# PROBLEM STATEMENT:
Check each line of the records below for the word "Terraform" and copy those where it appears.

##### SOURCE MATERIAL

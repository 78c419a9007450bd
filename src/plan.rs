//! Proposed new state.
//!
//! Terraform core hands providers a proposed new state when planning: the
//! configuration merged with the computed parts of the prior state. The
//! bridge stands in for Terraform core, so it computes the same merge here.
//!
//! - Non-computed attributes always take the configuration value, nulls
//!   included, so retracted attributes plan as deletions.
//! - Computed attributes left null in the configuration keep their prior
//!   value.
//! - Nested blocks and nested attributes are correlated element by element:
//!   lists by index, maps by key and sets by comparing elements with their
//!   computed attributes blanked out.

use crate::schema::{Attribute, Block, BlockNestingMode, NestedAttributes, NestedBlock};
use crate::wire::{WireData, WireType, WireValue};
use std::collections::BTreeMap;
use tracing::debug;

/// Compute the proposed new state of a resource of `schema`.
///
/// `prior` and `config` must both be values of the block's implied type.
/// When both are null the result is null.
pub fn proposed_new(schema: &Block, prior: &WireValue, config: &WireValue) -> WireValue {
    if config.is_null() && prior.is_null() {
        return prior.clone();
    }
    if prior.is_null() {
        return propose_block(schema, &empty_value(schema), config);
    }
    propose_block(schema, prior, config)
}

/// A value of the block with every attribute null and every nested block
/// absent.
fn empty_value(schema: &Block) -> WireValue {
    let mut attrs = BTreeMap::new();
    for (name, nested) in &schema.blocks {
        let empty = match nested.nesting_mode {
            BlockNestingMode::Single => WireValue::null(nested.wire_type()),
            BlockNestingMode::Map => WireValue::known(nested.wire_type(), WireData::Map(BTreeMap::new())),
            BlockNestingMode::List | BlockNestingMode::Set => {
                WireValue::known(nested.wire_type(), WireData::List(Vec::new()))
            },
        };
        attrs.insert(name.clone(), empty);
    }
    WireValue::object_of(&schema.implied_attributes(), attrs)
}

fn propose_block(schema: &Block, prior: &WireValue, config: &WireValue) -> WireValue {
    if config.is_null() || config.is_unknown() {
        // Validation rejects these configs; keep the prior value until it does.
        debug!(config_null = config.is_null(), "Keeping prior block value");
        return prior.clone();
    }
    let mut attrs = propose_attributes(&schema.attributes, prior, config);
    for (name, nested) in &schema.blocks {
        let ty = nested.wire_type();
        let prior_v = get_attr(prior, name, &ty);
        let config_v = get_attr(config, name, &ty);
        attrs.insert(name.clone(), propose_nested_block(nested, &prior_v, &config_v));
    }
    WireValue::known(config.ty().clone(), WireData::Map(attrs))
}

fn propose_nested_block(nested: &NestedBlock, prior: &WireValue, config: &WireValue) -> WireValue {
    if config.is_unknown() {
        // Only a dynamic block with an unknown `for_each` gets here.
        debug!("Nested block configuration is unknown");
        return config.clone();
    }
    let block = &nested.block;
    if nested.nesting_mode == BlockNestingMode::Single {
        if config.is_null() {
            return config.clone();
        }
        return proposed_new(block, prior, config);
    }

    let element_type = block.implied_type();
    let merged = merge_elements(
        nested.nesting_mode,
        prior,
        config,
        &|element| block_compare_value(block, element),
        &|prior_element, config_element| match prior_element {
            Some(prior_element) => proposed_new(block, prior_element, config_element),
            None if nested.nesting_mode == BlockNestingMode::Set => {
                proposed_new(block, &WireValue::null(element_type.clone()), config_element)
            },
            None => config_element.clone(),
        },
    );
    match merged {
        Some(data) => WireValue::known(config.ty().clone(), data),
        None if nested.nesting_mode == BlockNestingMode::Map => {
            WireValue::known(nested.wire_type(), WireData::Map(BTreeMap::new()))
        },
        None => WireValue::known(nested.wire_type(), WireData::List(Vec::new())),
    }
}

fn propose_attributes(
    attributes: &BTreeMap<String, Attribute>,
    prior: &WireValue,
    config: &WireValue,
) -> BTreeMap<String, WireValue> {
    let mut merged = BTreeMap::new();
    for (name, attr) in attributes {
        let ty = attr.wire_type();
        let prior_v = get_attr(prior, name, &ty);
        let config_v = get_attr(config, name, &ty);
        let value = match &attr.nested {
            _ if attr.flags.computed && config_v.is_null() => prior_v,
            Some(nested) => propose_nested_attributes(nested, &prior_v, &config_v),
            None => config_v,
        };
        merged.insert(name.clone(), value);
    }
    merged
}

fn propose_nested_attributes(nested: &NestedAttributes, prior: &WireValue, config: &WireValue) -> WireValue {
    if config.is_unknown() || config.is_null() {
        return config.clone();
    }
    if nested.nesting_mode == BlockNestingMode::Single {
        let attrs = propose_attributes(&nested.attributes, prior, config);
        return WireValue::known(config.ty().clone(), WireData::Map(attrs));
    }

    let merged = merge_elements(
        nested.nesting_mode,
        prior,
        config,
        &|element| attributes_compare_value(&nested.attributes, element),
        &|prior_element, config_element| match prior_element {
            Some(prior_element) => WireValue::known(
                config_element.ty().clone(),
                WireData::Map(propose_attributes(&nested.attributes, prior_element, config_element)),
            ),
            None => config_element.clone(),
        },
    );
    match merged {
        Some(data) => WireValue::known(config.ty().clone(), data),
        None => config.clone(),
    }
}

type CompareFn<'a> = dyn Fn(&WireValue) -> WireValue + 'a;
type MergeFn<'a> = dyn Fn(Option<&WireValue>, &WireValue) -> WireValue + 'a;

/// Pair every element of a non-empty `config` collection with its prior
/// element and merge the two.
///
/// Returns `None` when the configuration holds no elements.
fn merge_elements(
    mode: BlockNestingMode,
    prior: &WireValue,
    config: &WireValue,
    compare: &CompareFn<'_>,
    merge: &MergeFn<'_>,
) -> Option<WireData> {
    match mode {
        BlockNestingMode::Single => None,
        BlockNestingMode::List => {
            let items = config.as_list().filter(|items| !items.is_empty())?;
            let prior_items = prior.as_list().unwrap_or_default();
            let merged = items
                .iter()
                .enumerate()
                .map(|(i, config_element)| match prior_items.get(i) {
                    Some(prior_element) => merge(Some(prior_element), config_element),
                    None if prior.is_unknown() => {
                        merge(Some(&WireValue::unknown(config_element.ty().clone())), config_element)
                    },
                    None => merge(None, config_element),
                })
                .collect();
            Some(WireData::List(merged))
        },
        BlockNestingMode::Map => {
            let entries = config.as_map().filter(|entries| !entries.is_empty())?;
            let prior_entries = prior.as_map();
            let merged = entries
                .iter()
                .map(|(key, config_element)| {
                    let value = match prior_entries.and_then(|p| p.get(key)) {
                        Some(prior_element) => merge(Some(prior_element), config_element),
                        None if prior.is_unknown() => {
                            merge(Some(&WireValue::unknown(config_element.ty().clone())), config_element)
                        },
                        None => merge(None, config_element),
                    };
                    (key.clone(), value)
                })
                .collect();
            Some(WireData::Map(merged))
        },
        BlockNestingMode::Set => {
            let items = config.as_list().filter(|items| !items.is_empty())?;
            let candidates: Vec<(&WireValue, WireValue)> = prior
                .as_list()
                .unwrap_or_default()
                .iter()
                .map(|element| (element, compare(element)))
                .collect();
            let mut used = vec![false; candidates.len()];
            let merged = items
                .iter()
                .map(|config_element| {
                    let found = candidates
                        .iter()
                        .enumerate()
                        .find(|(i, (_, cmp))| !used[*i] && cmp == config_element);
                    match found {
                        Some((i, (prior_element, _))) => {
                            used[i] = true;
                            merge(Some(*prior_element), config_element)
                        },
                        None => merge(None, config_element),
                    }
                })
                .collect();
            Some(WireData::List(merged))
        },
    }
}

/// A set element of a block with its computed attributes blanked out.
fn block_compare_value(block: &Block, element: &WireValue) -> WireValue {
    let Some(entries) = element.as_map() else {
        return element.clone();
    };
    let mut attrs = blank_computed(&block.attributes, entries);
    for (name, nested) in &block.blocks {
        let ty = nested.wire_type();
        let value = get_attr(element, name, &ty);
        let compared = match (nested.nesting_mode, value.data()) {
            (BlockNestingMode::Single, Some(_)) => block_compare_value(&nested.block, &value),
            (_, Some(WireData::List(items))) => WireValue::known(
                ty,
                WireData::List(items.iter().map(|v| block_compare_value(&nested.block, v)).collect()),
            ),
            (_, Some(WireData::Map(items))) => WireValue::known(
                ty,
                WireData::Map(
                    items
                        .iter()
                        .map(|(k, v)| (k.clone(), block_compare_value(&nested.block, v)))
                        .collect(),
                ),
            ),
            _ => value,
        };
        attrs.insert(name.clone(), compared);
    }
    WireValue::known(element.ty().clone(), WireData::Map(attrs))
}

/// A set element of nested attributes with its computed attributes blanked
/// out.
fn attributes_compare_value(attributes: &BTreeMap<String, Attribute>, element: &WireValue) -> WireValue {
    match element.as_map() {
        Some(entries) => WireValue::known(element.ty().clone(), WireData::Map(blank_computed(attributes, entries))),
        None => element.clone(),
    }
}

fn blank_computed(
    attributes: &BTreeMap<String, Attribute>,
    entries: &BTreeMap<String, WireValue>,
) -> BTreeMap<String, WireValue> {
    let mut blanked = entries.clone();
    for (name, attr) in attributes {
        if attr.flags.computed {
            blanked.insert(name.clone(), WireValue::null(attr.wire_type()));
        }
    }
    blanked
}

/// The attribute `name` of an object value. Nulls yield nulls and unknowns
/// yield unknowns, both of type `ty`.
fn get_attr(value: &WireValue, name: &str, ty: &WireType) -> WireValue {
    if value.is_unknown() {
        return WireValue::unknown(ty.clone());
    }
    value
        .as_map()
        .and_then(|attrs| attrs.get(name))
        .cloned()
        .unwrap_or_else(|| WireValue::null(ty.clone()))
}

##########

# TASK RESULT:
//! Terraform core hands providers a proposed new state when planning: the
//! bridge stands in for Terraform core, so it computes the same merge here.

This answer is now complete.